* _Saved data entries_:
· · · ·

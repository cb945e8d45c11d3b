//! Order history for the signed-in account.

use leptos::*;
use leptos_router::A;

use crate::components::ui::Chip;
use crate::services::orders;
use crate::store::{run_action, use_app_store};

#[component]
pub fn OrdersPage() -> impl IntoView {
    let store = use_app_store();
    let (loaded, set_loaded) = create_signal(false);

    // Tracks the auth slice so the list also loads when a stored
    // session finishes restoring after first paint.
    create_effect(move |_| {
        let Some(user) = store.auth.user() else {
            return;
        };
        spawn_local(async move {
            let fetched = run_action(
                store,
                "fetchOrders",
                "Loading your orders...",
                orders::list_for_user(&user.id),
                None,
                Some("Could not load your orders."),
            )
            .await;
            if let Some(rows) = fetched {
                store.orders.set_orders(rows);
            }
            set_loaded.set(true);
        });
    });

    view! {
        <section class="page orders-page">
            <h2 class="page-title">"My Orders"</h2>
            <Show
                when=move || store.auth.is_signed_in()
                fallback=|| {
                    view! {
                        <div class="empty-state">
                            <p class="empty-note">"Sign in to see your orders."</p>
                            <A href="/login" class="btn btn-solid btn-md">"Sign in"</A>
                        </div>
                    }
                }
            >
                <Show
                    when=move || !store.orders.orders().is_empty()
                    fallback=move || {
                        view! {
                            <Show when=move || loaded.get() fallback=|| view! { }>
                                <div class="empty-state">
                                    <p class="empty-note">"No orders yet."</p>
                                    <A href="/" class="btn btn-solid btn-md">
                                        "Browse products"
                                    </A>
                                </div>
                            </Show>
                        }
                    }
                >
                    <table class="table">
                        <thead>
                            <tr>
                                <th>"Order"</th>
                                <th>"Items"</th>
                                <th>"Payment mode"</th>
                                <th>"Payment"</th>
                                <th class="cell-right">"Total"</th>
                            </tr>
                        </thead>
                        <tbody>
                            <For
                                each=move || store.orders.orders()
                                key=|order| order.id.clone()
                                children=move |order| {
                                    let mode = order
                                        .status
                                        .as_ref()
                                        .and_then(|s| s.payment_mode.clone())
                                        .unwrap_or_else(|| "—".to_string());
                                    let paid = order.payment_status.unwrap_or(false);
                                    view! {
                                        <tr>
                                            <td class="cell-mono">{order.id.clone()}</td>
                                            <td>{order.products.len()}</td>
                                            <td>{mode}</td>
                                            <td>
                                                {if paid {
                                                    view! { <Chip class="chip-success">"Paid"</Chip> }
                                                        .into_view()
                                                } else {
                                                    view! { <Chip class="chip-muted">"Pending"</Chip> }
                                                        .into_view()
                                                }}
                                            </td>
                                            <td class="cell-right price">
                                                {format!("${:.2}", order.price)}
                                            </td>
                                        </tr>
                                    }
                                }
                            />
                        </tbody>
                    </table>
                </Show>
            </Show>
        </section>
    }
}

· · · ·

* _REQUIREMENT_: Wherever the string "crate" appears in a line of the records above, copy that line.

* _RESULT OF THE EXERCISE_:
use crate::components::ui::Chip;
use crate::services::orders;
use crate::store::{run_action, use_app_store};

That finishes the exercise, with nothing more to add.